The compromise was defeated by nine votes with 309 votes in favor, 318 against and 34 abstentions. The Omnibus initiative will now go back to negotiation in Parliament.
The Omnibus package was part of the Commission’s agenda to simplify regulations in order to increase European competitiveness and reduce compliance burdens on companies. Among the proposals was a plan to dramatically reduce the number of companies under the Corporate Sustainability Responsibility Directive. Legislators on the left strongly disagreed with what amounted to a gutting of the EU’s ambitious climate regulations while the right objected to what it considered a burden on businesses.
The left and center parties agreed on a “compromise” package proposed last week by the European People’s Party (EPP) that retained the CSRD’s 1,000 employee CSRD scope, but added a €450 million revenue threshold. It raised the Corporate Sustainability Due Diligence Directive, a law requiring companies to prevent adverse human rights and environmental impacts in their operations and across their value chains, to only cover companies with 5,000 employees and more than €1.5 billion in revenues.

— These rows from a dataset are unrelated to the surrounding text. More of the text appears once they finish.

//! `logship config`: show and set configuration values.

use anyhow::Result;
use clap::Subcommand;

use crate::app::AppContext;
use crate::application::ports::ConfigStore;
use crate::application::services::config_service;

/// Config subcommands.
#[derive(Subcommand)]
pub enum ConfigCommand {
    /// Show current configuration
    Show,
    /// Set configuration value
    Set {
        /// Configuration key
        key: String,
        /// Configuration value (empty clears `shipper.region`)
        value: String,
    },
}

/// Run the config command.
///
/// # Errors
///
/// Returns an error if the configuration cannot be read, validated or saved.
pub fn run(app: &AppContext, cmd: ConfigCommand) -> Result<()> {
    match cmd {
        ConfigCommand::Show => show_config(app),
        ConfigCommand::Set { key, value } => set_config(app, &key, &value),
    }
}

fn show_config(app: &AppContext) -> Result<()> {
    let config = config_service::load_config(&app.config_store)?;
    let path = app.config_store.path()?;
    app.renderer().render_config(&config, &path)
}

fn set_config(app: &AppContext, key: &str, value: &str) -> Result<()> {
    let config = config_service::set_value(&app.config_store, key, value)?;
    tracing::debug!(key, "configuration updated");
    if app.is_json() {
        let path = app.config_store.path()?;
        return app.renderer().render_config(&config, &path);
    }
    app.output.success(&format!("Set {key} = {value}"));
    Ok(())
}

Roberta Metsola, EP President, and a member of Malta’s Nationalist Party (PN) and the European People’s Party (EPP) said after the vote: “The vote on the Sustainability Omnibus showed that for a huge section of parliament this compromise simply did not go far enough and that it would not have made things things actually better, simpler or easier. And for some of the members any change was way too far. That’s the situation where we are now but I was clear that this is a parliament that remains firmly committed to our simplification agenda.”